Peter S. Beagle, |
A Dance for Emilia
American fantasy writer Peter S. Beagle has only published six books in the last 30-odd years, yet each was a gem, and two -- The Last Unicorn and A Fine and Private Place -- are considered bonafide classics of fantastic fiction. His most recent (after 1999's Tamsin) returns to the "gentle" ghost story form of A Fine and Private Place and is a sweet and poignant examination of dreams and the afterlife set in contemporary Manhattan.

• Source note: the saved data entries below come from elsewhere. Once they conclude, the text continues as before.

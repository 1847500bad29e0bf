//! Rate limiting middleware backed by the distributed limiter.

use axum::{
    extract::{ConnectInfo, Request, State},
    middleware::Next,
    response::{IntoResponse, Response},
};
use std::net::SocketAddr;
use tracing::warn;

use crate::error::AppError;
use crate::state::AppState;
use crate::utils::client_ip::client_ip;

/// Gates a request through the per-IP fixed-window-with-block limiter.
///
/// Blocked callers get `429 Too Many Requests` with a `Retry-After` header
/// derived from the remaining block time. A failing limiter store allows the
/// request through (fail-open): availability is prioritized over strict
/// enforcement.
///
/// Attach with `axum::middleware::from_fn_with_state`.
pub async fn rate_limit(State(state): State<AppState>, req: Request, next: Next) -> Response {
    let peer = req
        .extensions()
        .get::<ConnectInfo<SocketAddr>>()
        .map(|ConnectInfo(addr)| *addr);

    let key = client_ip(req.headers(), peer, state.behind_proxy)
        .unwrap_or_else(|| "unknown".to_string());

    match state.rate_limiter.hit(&key, &state.rate_limit_quota).await {
        Ok(decision) if decision.blocked => {
            warn!(%key, hits = decision.total_hits, "request blocked by rate limiter");
            AppError::RateLimited {
                retry_after_secs: decision.retry_after_secs(),
            }
            .into_response()
        }
        Ok(_) => next.run(req).await,
        Err(e) => {
            warn!("rate limit store unavailable, allowing request: {e}");
            next.run(req).await
        }
    }
}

The story is narrated by Jake Holtz, a "working stiff" actor (nobody famous) who is confronted with the profound when the spirit of his recently deceased best friend -- failed dancer turned art critic Sam Kagan -- possesses the body of his female Abyssinian cat Millamont. When the cat suddenly starts performing leaps, twirls and acrobatic antics once impossible for Sam's less supple human body and starts "speaking" in a sort of telepathic voice, Jake and Emilia Rossi (a New Jersey newspaper reporter and Sam's most recent lover) are convinced that the power of their combined grief and love has proved strong enough to bring Sam back to them in Millamont's body. Yet, despite the human presence in the cat body, Sam/Millamont retains very amusing feline behaviors!

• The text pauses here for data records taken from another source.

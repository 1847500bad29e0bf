#![allow(dead_code)]

//! In-memory fakes for driving the service without Postgres or Redis.
//!
//! The fakes honor the same contracts as the production implementations:
//! the link repository rejects duplicate codes, the cache honors TTLs, and
//! the rate limiter reproduces the fixed-window-with-block semantics of the
//! Redis script against a local clock.

use async_trait::async_trait;
use chrono::{DateTime, Utc};
use std::collections::HashMap;
use std::net::SocketAddr;
use std::sync::atomic::{AtomicUsize, Ordering};
use std::sync::{Arc, Mutex};
use std::time::{Duration, Instant};

use serde_json::json;
use shortlink::application::services::{CodeGenerator, ExpiryReaper, LinkService};
use shortlink::domain::entities::{Link, NewLink};
use shortlink::domain::repositories::{CounterRepository, LinkRepository};
use shortlink::domain::resolve_event::{AnalyticsPublisher, ResolveEvent};
use shortlink::error::AppError;
use shortlink::infrastructure::cache::{CacheResult, CacheService};
use shortlink::infrastructure::rate_limit::{
    RateLimitDecision, RateLimitError, RateLimitQuota, RateLimiter,
};
use shortlink::state::AppState;

// ── Link repository ─────────────────────────────────────────────────────────

#[derive(Default)]
pub struct InMemoryLinkRepository {
    links: Mutex<HashMap<String, Link>>,
    /// Number of find_by_code calls, for cache-aside assertions.
    pub find_calls: AtomicUsize,
}

impl InMemoryLinkRepository {
    pub fn new() -> Self {
        Self::default()
    }

    /// Inserts a row directly, bypassing the service create path.
    pub fn insert(&self, link: Link) {
        self.links.lock().unwrap().insert(link.code.clone(), link);
    }

    /// Rewrites the expiry of an existing row, simulating time passing.
    pub fn set_expiry(&self, code: &str, expiry_time: DateTime<Utc>) {
        if let Some(link) = self.links.lock().unwrap().get_mut(code) {
            link.expiry_time = expiry_time;
        }
    }

    pub fn contains(&self, code: &str) -> bool {
        self.links.lock().unwrap().contains_key(code)
    }
}

#[async_trait]
impl LinkRepository for InMemoryLinkRepository {
    async fn create(&self, new_link: NewLink) -> Result<Link, AppError> {
        let mut links = self.links.lock().unwrap();
        if links.contains_key(&new_link.code) {
            return Err(AppError::conflict("Short code already exists", json!({})));
        }

        let link = Link {
            id: new_link.id,
            code: new_link.code.clone(),
            long_url: new_link.long_url,
            created_at: Utc::now(),
            expiry_time: new_link.expiry_time,
        };
        links.insert(new_link.code, link.clone());
        Ok(link)
    }

    async fn find_by_code(&self, code: &str) -> Result<Option<Link>, AppError> {
        self.find_calls.fetch_add(1, Ordering::SeqCst);
        Ok(self.links.lock().unwrap().get(code).cloned())
    }

    async fn delete_expired(&self, now: DateTime<Utc>) -> Result<Vec<String>, AppError> {
        let mut links = self.links.lock().unwrap();
        let expired: Vec<String> = links
            .values()
            .filter(|l| l.expiry_time < now)
            .map(|l| l.code.clone())
            .collect();
        for code in &expired {
            links.remove(code);
        }
        Ok(expired)
    }
}

// ── Counter repository ──────────────────────────────────────────────────────

pub struct InMemoryCounterRepository {
    values: Mutex<HashMap<i32, i64>>,
}

impl InMemoryCounterRepository {
    /// Seeds `shard_count` shards at value 1, like the migration does.
    pub fn new(shard_count: u32) -> Self {
        let values = (0..shard_count as i32).map(|s| (s, 1)).collect();
        Self {
            values: Mutex::new(values),
        }
    }
}

#[async_trait]
impl CounterRepository for InMemoryCounterRepository {
    async fn increment(&self, shard_index: i32) -> Result<i64, AppError> {
        let mut values = self.values.lock().unwrap();
        match values.get_mut(&shard_index) {
            Some(v) => {
                *v += 1;
                Ok(*v)
            }
            None => Err(AppError::ShardNotFound { shard_index }),
        }
    }
}

// ── Cache ───────────────────────────────────────────────────────────────────

#[derive(Default)]
pub struct InMemoryCache {
    entries: Mutex<HashMap<String, (String, Instant)>>,
}

impl InMemoryCache {
    pub fn new() -> Self {
        Self::default()
    }

    pub fn contains(&self, code: &str) -> bool {
        self.entries
            .lock()
            .unwrap()
            .get(code)
            .is_some_and(|(_, deadline)| *deadline > Instant::now())
    }
}

#[async_trait]
impl CacheService for InMemoryCache {
    async fn get_url(&self, code: &str) -> CacheResult<Option<String>> {
        let entries = self.entries.lock().unwrap();
        Ok(entries
            .get(code)
            .filter(|(_, deadline)| *deadline > Instant::now())
            .map(|(url, _)| url.clone()))
    }

    async fn set_url(&self, code: &str, long_url: &str, ttl: Option<u64>) -> CacheResult<()> {
        let deadline = Instant::now() + Duration::from_secs(ttl.unwrap_or(3600));
        self.entries
            .lock()
            .unwrap()
            .insert(code.to_string(), (long_url.to_string(), deadline));
        Ok(())
    }

    async fn invalidate(&self, code: &str) -> CacheResult<()> {
        self.entries.lock().unwrap().remove(code);
        Ok(())
    }

    async fn health_check(&self) -> bool {
        true
    }
}

// ── Analytics ───────────────────────────────────────────────────────────────

#[derive(Default)]
pub struct RecordingPublisher {
    events: Mutex<Vec<ResolveEvent>>,
}

impl RecordingPublisher {
    pub fn new() -> Self {
        Self::default()
    }

    pub fn events(&self) -> Vec<ResolveEvent> {
        self.events.lock().unwrap().clone()
    }
}

impl AnalyticsPublisher for RecordingPublisher {
    fn publish(&self, event: ResolveEvent) {
        self.events.lock().unwrap().push(event);
    }
}

// ── Rate limiter ────────────────────────────────────────────────────────────

struct WindowState {
    hits: u64,
    window_deadline: Instant,
    block_deadline: Option<Instant>,
}

/// Local-clock twin of the Redis fixed-window-with-block script.
#[derive(Default)]
pub struct InMemoryRateLimiter {
    keys: Mutex<HashMap<String, WindowState>>,
}

impl InMemoryRateLimiter {
    pub fn new() -> Self {
        Self::default()
    }

    pub fn hits_for(&self, key: &str) -> u64 {
        self.keys.lock().unwrap().get(key).map_or(0, |s| s.hits)
    }
}

#[async_trait]
impl RateLimiter for InMemoryRateLimiter {
    async fn hit(
        &self,
        key: &str,
        quota: &RateLimitQuota,
    ) -> Result<RateLimitDecision, RateLimitError> {
        let now = Instant::now();
        let mut keys = self.keys.lock().unwrap();

        if let Some(state) = keys.get(key) {
            // An active block suppresses hit accounting entirely.
            if let Some(block_deadline) = state.block_deadline {
                if block_deadline > now {
                    return Ok(RateLimitDecision {
                        blocked: true,
                        total_hits: state.hits,
                        time_to_expire: state.window_deadline.saturating_duration_since(now),
                        time_to_block_expire: block_deadline - now,
                    });
                }
            }
            // Expired block or window: restart fresh below.
            if state.block_deadline.is_some() || state.window_deadline <= now {
                keys.remove(key);
            }
        }

        let state = keys.entry(key.to_string()).or_insert(WindowState {
            hits: 0,
            window_deadline: now + quota.window,
            block_deadline: None,
        });
        state.hits += 1;

        if state.hits > quota.limit {
            let block_deadline = now + quota.block_duration;
            state.block_deadline = Some(block_deadline);
            state.window_deadline = block_deadline;
            return Ok(RateLimitDecision {
                blocked: true,
                total_hits: state.hits,
                time_to_expire: quota.block_duration,
                time_to_block_expire: quota.block_duration,
            });
        }

        Ok(RateLimitDecision {
            blocked: false,
            total_hits: state.hits,
            time_to_expire: state.window_deadline - now,
            time_to_block_expire: Duration::ZERO,
        })
    }
}

/// A limiter whose store is down, for fail-open assertions.
pub struct FailingRateLimiter;

#[async_trait]
impl RateLimiter for FailingRateLimiter {
    async fn hit(
        &self,
        _key: &str,
        _quota: &RateLimitQuota,
    ) -> Result<RateLimitDecision, RateLimitError> {
        Err(RateLimitError::Store("connection refused".to_string()))
    }
}

/// A limiter that always blocks with a fixed remaining block time.
pub struct BlockingRateLimiter {
    pub time_to_block_expire: Duration,
}

#[async_trait]
impl RateLimiter for BlockingRateLimiter {
    async fn hit(
        &self,
        _key: &str,
        _quota: &RateLimitQuota,
    ) -> Result<RateLimitDecision, RateLimitError> {
        Ok(RateLimitDecision {
            blocked: true,
            total_hits: 11,
            time_to_expire: self.time_to_block_expire,
            time_to_block_expire: self.time_to_block_expire,
        })
    }
}

// ── Wiring ──────────────────────────────────────────────────────────────────

pub struct TestEnv {
    pub state: AppState,
    pub links: Arc<InMemoryLinkRepository>,
    pub cache: Arc<InMemoryCache>,
    pub events: Arc<RecordingPublisher>,
    pub reaper: ExpiryReaper,
}

pub fn default_quota() -> RateLimitQuota {
    RateLimitQuota {
        limit: 100,
        window: Duration::from_secs(60),
        block_duration: Duration::from_secs(60),
    }
}

/// Assembles an [`AppState`] over in-memory fakes, returning handles to the
/// fakes for assertions.
pub fn test_env_with(limiter: Arc<dyn RateLimiter>, quota: RateLimitQuota) -> TestEnv {
    let links = Arc::new(InMemoryLinkRepository::new());
    let cache = Arc::new(InMemoryCache::new());
    let events = Arc::new(RecordingPublisher::new());

    let generator = CodeGenerator::new(Arc::new(InMemoryCounterRepository::new(4)), 4);
    let link_service = Arc::new(LinkService::new(
        links.clone(),
        cache.clone(),
        generator,
        events.clone(),
        chrono::Duration::days(30),
    ));

    let reaper = ExpiryReaper::new(links.clone(), cache.clone());

    let state = AppState::new(
        link_service,
        cache.clone(),
        limiter,
        quota,
        "http://s.test".to_string(),
        false,
    );

    TestEnv {
        state,
        links,
        cache,
        events,
        reaper,
    }
}

pub fn test_env() -> TestEnv {
    test_env_with(Arc::new(InMemoryRateLimiter::new()), default_quota())
}

// ── ConnectInfo injection for router tests ──────────────────────────────────

#[derive(Clone)]
pub struct MockConnectInfoLayer;

impl<S> tower::Layer<S> for MockConnectInfoLayer {
    type Service = MockConnectInfoService<S>;

    fn layer(&self, inner: S) -> Self::Service {
        MockConnectInfoService { inner }
    }
}

#[derive(Clone)]
pub struct MockConnectInfoService<S> {
    inner: S,
}

impl<S, B> tower::Service<axum::http::Request<B>> for MockConnectInfoService<S>
where
    S: tower::Service<axum::http::Request<B>> + Clone + Send + 'static,
    S::Future: Send + 'static,
    B: Send + 'static,
{
    type Response = S::Response;
    type Error = S::Error;
    type Future = S::Future;

    fn poll_ready(
        &mut self,
        cx: &mut std::task::Context<'_>,
    ) -> std::task::Poll<Result<(), Self::Error>> {
        self.inner.poll_ready(cx)
    }

    fn call(&mut self, mut req: axum::http::Request<B>) -> Self::Future {
        let addr: SocketAddr = "127.0.0.1:12345".parse().unwrap();
        req.extensions_mut()
            .insert(axum::extract::ConnectInfo(addr));
        self.inner.call(req)
    }
}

Jake's narrative voice smoothly transitions from past to present as flashbacks recall Jake's friendship with Sam, the two of them sharing a passion for the performing arts and an understanding of the struggle to make dreams come true. With concision and lyrical grace, Jake's prose conveys a welter of convincing detail about the minutiae of adult life and feelings as the two friends pursued demanding careers on opposite coasts -- Sam writing for arts magazines and Jake taking acting jobs wherever he can, mostly in California, sometimes in New York and elsewhere -- yet their relationship stayed closer than ever. When Sam's unexpected death leaves Jake and Emilia devastated, their shared mourning and love for Sam forges the bond of a new friendship, and since Emilia inherited Millamont, Sam's cat -- the miracle of Sam returning to "haunt" the feline's body somehow seems inevitable. But some miracles do not last forever, or do they?
A Dance for Emilia, really a novella in a small format hardcover, manages to pack into 87 pages a full-length novel's worth of character-driven, vividly detailed story rich in heartfelt musings on love, longing and the power of bonds between people, all painlessly conveyed through Jake's sobering reflections and witty dialogue. The book's combination of intense emotions, colorful descriptions of people and places, permeated throughout with an oddly poignant yet beautiful mood, makes the inclusion of the eerie and the uncanny convincing, especially at the tale's bittersweet yet satisfying conclusion. This charmingly unconventional example of the ghost story subgenre of fantasy is perfect as a gift to oneself and especially to a special friend, for Beagle offers not only an entertaining, brief, supernaturally-tinged yarn, but as Beagle says, also something more: "Not facts, but the accuracy under and around and beyond facts. Not a recital of events -- not even honesty -- but truth." A Dance For Emilia is a book for everyone!